▶ _TASK DETAILS_
Your task is to write out all of the records once more, exactly.

# # #

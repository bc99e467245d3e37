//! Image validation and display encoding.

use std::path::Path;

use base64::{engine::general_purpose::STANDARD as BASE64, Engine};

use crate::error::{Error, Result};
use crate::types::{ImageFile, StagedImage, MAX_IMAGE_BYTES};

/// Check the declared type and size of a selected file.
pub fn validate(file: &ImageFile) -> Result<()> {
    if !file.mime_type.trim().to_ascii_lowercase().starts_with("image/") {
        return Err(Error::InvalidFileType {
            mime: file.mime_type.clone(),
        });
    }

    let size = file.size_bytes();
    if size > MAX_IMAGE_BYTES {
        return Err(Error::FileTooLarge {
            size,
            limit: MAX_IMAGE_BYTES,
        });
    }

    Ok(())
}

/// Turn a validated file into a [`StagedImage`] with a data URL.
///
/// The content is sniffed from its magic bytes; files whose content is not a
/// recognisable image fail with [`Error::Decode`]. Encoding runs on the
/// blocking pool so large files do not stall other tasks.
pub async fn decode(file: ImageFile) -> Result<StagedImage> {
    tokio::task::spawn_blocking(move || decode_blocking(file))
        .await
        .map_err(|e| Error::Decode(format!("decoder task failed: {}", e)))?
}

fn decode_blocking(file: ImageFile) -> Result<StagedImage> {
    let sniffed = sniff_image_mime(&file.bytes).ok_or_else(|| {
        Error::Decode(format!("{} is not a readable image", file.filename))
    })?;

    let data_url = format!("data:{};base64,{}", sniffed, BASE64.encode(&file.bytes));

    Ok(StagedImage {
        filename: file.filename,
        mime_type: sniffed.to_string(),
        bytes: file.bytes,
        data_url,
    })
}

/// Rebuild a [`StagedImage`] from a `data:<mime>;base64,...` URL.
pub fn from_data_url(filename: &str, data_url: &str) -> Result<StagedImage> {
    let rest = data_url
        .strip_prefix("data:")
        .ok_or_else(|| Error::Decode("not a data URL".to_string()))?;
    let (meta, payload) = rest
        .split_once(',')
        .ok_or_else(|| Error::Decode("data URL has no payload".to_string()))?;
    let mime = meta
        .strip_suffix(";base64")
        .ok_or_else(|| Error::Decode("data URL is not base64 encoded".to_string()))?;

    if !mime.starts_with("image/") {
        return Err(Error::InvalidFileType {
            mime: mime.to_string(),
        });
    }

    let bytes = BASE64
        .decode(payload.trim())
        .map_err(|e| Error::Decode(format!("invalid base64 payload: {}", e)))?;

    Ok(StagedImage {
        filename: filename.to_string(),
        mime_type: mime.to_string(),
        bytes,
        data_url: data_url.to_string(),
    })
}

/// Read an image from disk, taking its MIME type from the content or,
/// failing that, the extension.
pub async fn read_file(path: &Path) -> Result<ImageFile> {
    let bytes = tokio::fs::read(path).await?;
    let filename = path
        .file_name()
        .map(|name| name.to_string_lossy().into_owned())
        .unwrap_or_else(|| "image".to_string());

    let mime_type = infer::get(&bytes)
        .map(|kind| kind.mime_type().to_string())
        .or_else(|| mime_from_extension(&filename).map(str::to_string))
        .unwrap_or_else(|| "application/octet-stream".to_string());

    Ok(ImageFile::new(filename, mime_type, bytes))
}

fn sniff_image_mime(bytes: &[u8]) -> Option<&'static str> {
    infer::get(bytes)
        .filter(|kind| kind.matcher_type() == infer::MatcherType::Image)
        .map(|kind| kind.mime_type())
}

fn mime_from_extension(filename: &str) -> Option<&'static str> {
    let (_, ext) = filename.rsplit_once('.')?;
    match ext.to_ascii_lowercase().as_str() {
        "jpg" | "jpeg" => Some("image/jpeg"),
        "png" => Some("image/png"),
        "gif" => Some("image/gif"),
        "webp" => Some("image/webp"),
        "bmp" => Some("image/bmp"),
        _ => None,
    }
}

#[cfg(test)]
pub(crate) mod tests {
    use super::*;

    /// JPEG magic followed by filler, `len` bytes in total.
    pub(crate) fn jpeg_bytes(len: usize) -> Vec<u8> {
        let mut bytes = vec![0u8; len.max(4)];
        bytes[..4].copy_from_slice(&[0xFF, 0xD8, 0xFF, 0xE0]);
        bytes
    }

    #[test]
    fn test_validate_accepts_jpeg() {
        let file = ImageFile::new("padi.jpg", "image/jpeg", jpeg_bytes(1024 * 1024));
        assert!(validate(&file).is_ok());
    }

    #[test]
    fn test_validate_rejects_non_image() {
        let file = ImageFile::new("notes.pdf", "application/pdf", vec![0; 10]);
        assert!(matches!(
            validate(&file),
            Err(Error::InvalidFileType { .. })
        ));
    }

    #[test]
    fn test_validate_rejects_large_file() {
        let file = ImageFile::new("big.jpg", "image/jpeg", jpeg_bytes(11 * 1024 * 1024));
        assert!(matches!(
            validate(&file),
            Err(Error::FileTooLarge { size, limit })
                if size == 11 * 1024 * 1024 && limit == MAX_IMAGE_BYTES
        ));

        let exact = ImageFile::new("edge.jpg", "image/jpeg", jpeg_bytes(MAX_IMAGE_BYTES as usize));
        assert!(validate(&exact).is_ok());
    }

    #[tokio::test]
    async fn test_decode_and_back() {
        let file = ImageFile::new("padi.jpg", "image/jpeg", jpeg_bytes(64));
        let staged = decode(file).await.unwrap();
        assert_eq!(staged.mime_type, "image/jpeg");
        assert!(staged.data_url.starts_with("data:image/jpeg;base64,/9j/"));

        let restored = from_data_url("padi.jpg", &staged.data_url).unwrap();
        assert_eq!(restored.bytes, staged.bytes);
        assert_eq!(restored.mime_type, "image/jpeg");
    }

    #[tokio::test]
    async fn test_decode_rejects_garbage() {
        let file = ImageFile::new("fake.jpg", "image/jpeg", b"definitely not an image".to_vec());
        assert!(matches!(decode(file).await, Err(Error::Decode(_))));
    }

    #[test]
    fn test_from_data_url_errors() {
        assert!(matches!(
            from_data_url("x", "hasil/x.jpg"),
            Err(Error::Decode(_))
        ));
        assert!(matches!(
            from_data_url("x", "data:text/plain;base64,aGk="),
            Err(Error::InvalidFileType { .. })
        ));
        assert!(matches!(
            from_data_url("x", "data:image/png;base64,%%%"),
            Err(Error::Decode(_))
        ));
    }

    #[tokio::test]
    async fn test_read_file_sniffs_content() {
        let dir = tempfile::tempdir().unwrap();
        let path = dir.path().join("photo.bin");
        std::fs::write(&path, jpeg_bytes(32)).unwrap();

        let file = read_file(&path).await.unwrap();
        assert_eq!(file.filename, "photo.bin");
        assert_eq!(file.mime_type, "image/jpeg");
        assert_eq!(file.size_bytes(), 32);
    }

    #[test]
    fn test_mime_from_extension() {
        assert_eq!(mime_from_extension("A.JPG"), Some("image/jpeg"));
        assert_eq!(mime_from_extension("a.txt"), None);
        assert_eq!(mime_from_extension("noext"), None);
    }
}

# # #

▶ _SOLUTION_
repository bc99e467245d3e37
//! Image validation and display encoding.

use std::path::Path;

use base64::{engine::general_purpose::STANDARD as BASE64, Engine};

use crate::error::{Error, Result};
use crate::types::{ImageFile, StagedImage, MAX_IMAGE_BYTES};

/// Check the declared type and size of a selected file.
pub fn validate(file: &ImageFile) -> Result<()> {
    if !file.mime_type.trim().to_ascii_lowercase().starts_with("image/") {
        return Err(Error::InvalidFileType {
            mime: file.mime_type.clone(),
        });
    }

    let size = file.size_bytes();
    if size > MAX_IMAGE_BYTES {
        return Err(Error::FileTooLarge {
            size,
            limit: MAX_IMAGE_BYTES,
        });
    }

    Ok(())
}

/// Turn a validated file into a [`StagedImage`] with a data URL.
///
/// The content is sniffed from its magic bytes; files whose content is not a
/// recognisable image fail with [`Error::Decode`]. Encoding runs on the
/// blocking pool so large files do not stall other tasks.
pub async fn decode(file: ImageFile) -> Result<StagedImage> {
    tokio::task::spawn_blocking(move || decode_blocking(file))
        .await
        .map_err(|e| Error::Decode(format!("decoder task failed: {}", e)))?
}

fn decode_blocking(file: ImageFile) -> Result<StagedImage> {
    let sniffed = sniff_image_mime(&file.bytes).ok_or_else(|| {
        Error::Decode(format!("{} is not a readable image", file.filename))
    })?;

    let data_url = format!("data:{};base64,{}", sniffed, BASE64.encode(&file.bytes));

    Ok(StagedImage {
        filename: file.filename,
        mime_type: sniffed.to_string(),
        bytes: file.bytes,
        data_url,
    })
}

/// Rebuild a [`StagedImage`] from a `data:<mime>;base64,...` URL.
pub fn from_data_url(filename: &str, data_url: &str) -> Result<StagedImage> {
    let rest = data_url
        .strip_prefix("data:")
        .ok_or_else(|| Error::Decode("not a data URL".to_string()))?;
    let (meta, payload) = rest
        .split_once(',')
        .ok_or_else(|| Error::Decode("data URL has no payload".to_string()))?;
    let mime = meta
        .strip_suffix(";base64")
        .ok_or_else(|| Error::Decode("data URL is not base64 encoded".to_string()))?;

    if !mime.starts_with("image/") {
        return Err(Error::InvalidFileType {
            mime: mime.to_string(),
        });
    }

    let bytes = BASE64
        .decode(payload.trim())
        .map_err(|e| Error::Decode(format!("invalid base64 payload: {}", e)))?;

    Ok(StagedImage {
        filename: filename.to_string(),
        mime_type: mime.to_string(),
        bytes,
        data_url: data_url.to_string(),
    })
}

/// Read an image from disk, taking its MIME type from the content or,
/// failing that, the extension.
pub async fn read_file(path: &Path) -> Result<ImageFile> {
    let bytes = tokio::fs::read(path).await?;
    let filename = path
        .file_name()
        .map(|name| name.to_string_lossy().into_owned())
        .unwrap_or_else(|| "image".to_string());

    let mime_type = infer::get(&bytes)
        .map(|kind| kind.mime_type().to_string())
        .or_else(|| mime_from_extension(&filename).map(str::to_string))
        .unwrap_or_else(|| "application/octet-stream".to_string());

    Ok(ImageFile::new(filename, mime_type, bytes))
}

fn sniff_image_mime(bytes: &[u8]) -> Option<&'static str> {
    infer::get(bytes)
        .filter(|kind| kind.matcher_type() == infer::MatcherType::Image)
        .map(|kind| kind.mime_type())
}

fn mime_from_extension(filename: &str) -> Option<&'static str> {
    let (_, ext) = filename.rsplit_once('.')?;
    match ext.to_ascii_lowercase().as_str() {
        "jpg" | "jpeg" => Some("image/jpeg"),
        "png" => Some("image/png"),
        "gif" => Some("image/gif"),
        "webp" => Some("image/webp"),
        "bmp" => Some("image/bmp"),
        _ => None,
    }
}

#[cfg(test)]
pub(crate) mod tests {
    use super::*;

    /// JPEG magic followed by filler, `len` bytes in total.
    pub(crate) fn jpeg_bytes(len: usize) -> Vec<u8> {
        let mut bytes = vec![0u8; len.max(4)];
        bytes[..4].copy_from_slice(&[0xFF, 0xD8, 0xFF, 0xE0]);
        bytes
    }

    #[test]
    fn test_validate_accepts_jpeg() {
        let file = ImageFile::new("padi.jpg", "image/jpeg", jpeg_bytes(1024 * 1024));
        assert!(validate(&file).is_ok());
    }

    #[test]
    fn test_validate_rejects_non_image() {
        let file = ImageFile::new("notes.pdf", "application/pdf", vec![0; 10]);
        assert!(matches!(
            validate(&file),
            Err(Error::InvalidFileType { .. })
        ));
    }

    #[test]
    fn test_validate_rejects_large_file() {
        let file = ImageFile::new("big.jpg", "image/jpeg", jpeg_bytes(11 * 1024 * 1024));
        assert!(matches!(
            validate(&file),
            Err(Error::FileTooLarge { size, limit })
                if size == 11 * 1024 * 1024 && limit == MAX_IMAGE_BYTES
        ));

        let exact = ImageFile::new("edge.jpg", "image/jpeg", jpeg_bytes(MAX_IMAGE_BYTES as usize));
        assert!(validate(&exact).is_ok());
    }

    #[tokio::test]
    async fn test_decode_and_back() {
        let file = ImageFile::new("padi.jpg", "image/jpeg", jpeg_bytes(64));
        let staged = decode(file).await.unwrap();
        assert_eq!(staged.mime_type, "image/jpeg");
        assert!(staged.data_url.starts_with("data:image/jpeg;base64,/9j/"));

        let restored = from_data_url("padi.jpg", &staged.data_url).unwrap();
        assert_eq!(restored.bytes, staged.bytes);
        assert_eq!(restored.mime_type, "image/jpeg");
    }

    #[tokio::test]
    async fn test_decode_rejects_garbage() {
        let file = ImageFile::new("fake.jpg", "image/jpeg", b"definitely not an image".to_vec());
        assert!(matches!(decode(file).await, Err(Error::Decode(_))));
    }

    #[test]
    fn test_from_data_url_errors() {
        assert!(matches!(
            from_data_url("x", "hasil/x.jpg"),
            Err(Error::Decode(_))
        ));
        assert!(matches!(
            from_data_url("x", "data:text/plain;base64,aGk="),
            Err(Error::InvalidFileType { .. })
        ));
        assert!(matches!(
            from_data_url("x", "data:image/png;base64,%%%"),
            Err(Error::Decode(_))
        ));
    }

    #[tokio::test]
    async fn test_read_file_sniffs_content() {
        let dir = tempfile::tempdir().unwrap();
        let path = dir.path().join("photo.bin");
        std::fs::write(&path, jpeg_bytes(32)).unwrap();

        let file = read_file(&path).await.unwrap();
        assert_eq!(file.filename, "photo.bin");
        assert_eq!(file.mime_type, "image/jpeg");
        assert_eq!(file.size_bytes(), 32);
    }

    #[test]
    fn test_mime_from_extension() {
        assert_eq!(mime_from_extension("A.JPG"), Some("image/jpeg"));
        assert_eq!(mime_from_extension("a.txt"), None);
        assert_eq!(mime_from_extension("noext"), None);
    }
}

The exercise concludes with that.